Exercise details :: Every line below that contains "InMemoryState" is to be copied.

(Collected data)
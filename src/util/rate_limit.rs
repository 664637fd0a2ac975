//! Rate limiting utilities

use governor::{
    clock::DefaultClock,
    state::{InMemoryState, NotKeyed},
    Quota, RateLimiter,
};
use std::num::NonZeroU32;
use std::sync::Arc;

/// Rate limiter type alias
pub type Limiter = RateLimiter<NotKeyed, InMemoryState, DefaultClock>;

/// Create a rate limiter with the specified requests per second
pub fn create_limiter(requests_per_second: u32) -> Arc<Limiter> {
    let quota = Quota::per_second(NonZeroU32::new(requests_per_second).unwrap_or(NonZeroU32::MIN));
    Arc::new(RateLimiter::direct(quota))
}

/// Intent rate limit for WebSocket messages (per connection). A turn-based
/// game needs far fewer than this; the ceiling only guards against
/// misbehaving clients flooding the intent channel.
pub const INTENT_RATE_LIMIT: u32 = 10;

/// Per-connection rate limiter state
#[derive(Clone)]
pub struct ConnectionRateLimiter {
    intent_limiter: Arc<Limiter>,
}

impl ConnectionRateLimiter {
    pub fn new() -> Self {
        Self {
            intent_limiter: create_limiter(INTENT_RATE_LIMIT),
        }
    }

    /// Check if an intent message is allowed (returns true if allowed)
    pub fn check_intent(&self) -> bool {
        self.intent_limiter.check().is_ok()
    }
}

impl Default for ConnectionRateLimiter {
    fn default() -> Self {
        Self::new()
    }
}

Solution for this exercise ::
    state::{InMemoryState, NotKeyed},
pub type Limiter = RateLimiter<NotKeyed, InMemoryState, DefaultClock>;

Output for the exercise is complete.